* Task prompt: Give the data a second time, exactly and in full.

* Information supplied:
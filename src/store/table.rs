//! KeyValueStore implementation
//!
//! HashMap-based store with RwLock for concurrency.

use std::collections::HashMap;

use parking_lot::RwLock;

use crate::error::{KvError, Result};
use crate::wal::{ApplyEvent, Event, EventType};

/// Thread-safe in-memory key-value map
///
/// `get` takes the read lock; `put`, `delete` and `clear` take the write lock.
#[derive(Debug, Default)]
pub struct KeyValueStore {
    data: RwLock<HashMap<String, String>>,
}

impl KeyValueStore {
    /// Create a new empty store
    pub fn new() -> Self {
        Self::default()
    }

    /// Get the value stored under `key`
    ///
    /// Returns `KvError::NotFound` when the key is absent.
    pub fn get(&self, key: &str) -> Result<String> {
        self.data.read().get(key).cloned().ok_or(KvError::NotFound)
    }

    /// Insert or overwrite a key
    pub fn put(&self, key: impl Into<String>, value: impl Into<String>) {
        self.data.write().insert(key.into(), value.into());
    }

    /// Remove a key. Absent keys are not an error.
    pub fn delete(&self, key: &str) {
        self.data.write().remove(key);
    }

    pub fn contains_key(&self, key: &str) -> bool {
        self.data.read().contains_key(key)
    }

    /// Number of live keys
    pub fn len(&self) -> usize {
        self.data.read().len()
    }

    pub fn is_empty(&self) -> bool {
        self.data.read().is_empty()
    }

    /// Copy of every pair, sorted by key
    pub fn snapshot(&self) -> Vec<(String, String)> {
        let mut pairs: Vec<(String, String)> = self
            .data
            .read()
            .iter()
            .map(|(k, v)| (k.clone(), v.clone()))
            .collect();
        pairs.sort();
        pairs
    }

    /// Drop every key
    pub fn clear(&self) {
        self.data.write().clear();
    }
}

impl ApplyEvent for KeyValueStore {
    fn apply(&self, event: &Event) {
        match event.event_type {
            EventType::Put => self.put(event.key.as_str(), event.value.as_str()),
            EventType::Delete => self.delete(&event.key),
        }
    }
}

* Output below:
filename src/store/table.rs
//! KeyValueStore implementation
//!
//! HashMap-based store with RwLock for concurrency.

use std::collections::HashMap;

use parking_lot::RwLock;

use crate::error::{KvError, Result};
use crate::wal::{ApplyEvent, Event, EventType};

/// Thread-safe in-memory key-value map
///
/// `get` takes the read lock; `put`, `delete` and `clear` take the write lock.
#[derive(Debug, Default)]
pub struct KeyValueStore {
    data: RwLock<HashMap<String, String>>,
}

impl KeyValueStore {
    /// Create a new empty store
    pub fn new() -> Self {
        Self::default()
    }

    /// Get the value stored under `key`
    ///
    /// Returns `KvError::NotFound` when the key is absent.
    pub fn get(&self, key: &str) -> Result<String> {
        self.data.read().get(key).cloned().ok_or(KvError::NotFound)
    }

    /// Insert or overwrite a key
    pub fn put(&self, key: impl Into<String>, value: impl Into<String>) {
        self.data.write().insert(key.into(), value.into());
    }

    /// Remove a key. Absent keys are not an error.
    pub fn delete(&self, key: &str) {
        self.data.write().remove(key);
    }

    pub fn contains_key(&self, key: &str) -> bool {
        self.data.read().contains_key(key)
    }

    /// Number of live keys
    pub fn len(&self) -> usize {
        self.data.read().len()
    }

    pub fn is_empty(&self) -> bool {
        self.data.read().is_empty()
    }

    /// Copy of every pair, sorted by key
    pub fn snapshot(&self) -> Vec<(String, String)> {
        let mut pairs: Vec<(String, String)> = self
            .data
            .read()
            .iter()
            .map(|(k, v)| (k.clone(), v.clone()))
            .collect();
        pairs.sort();
        pairs
    }

    /// Drop every key
    pub fn clear(&self) {
        self.data.write().clear();
    }
}

impl ApplyEvent for KeyValueStore {
    fn apply(&self, event: &Event) {
        match event.event_type {
            EventType::Put => self.put(event.key.as_str(), event.value.as_str()),
            EventType::Delete => self.delete(&event.key),
        }
    }
}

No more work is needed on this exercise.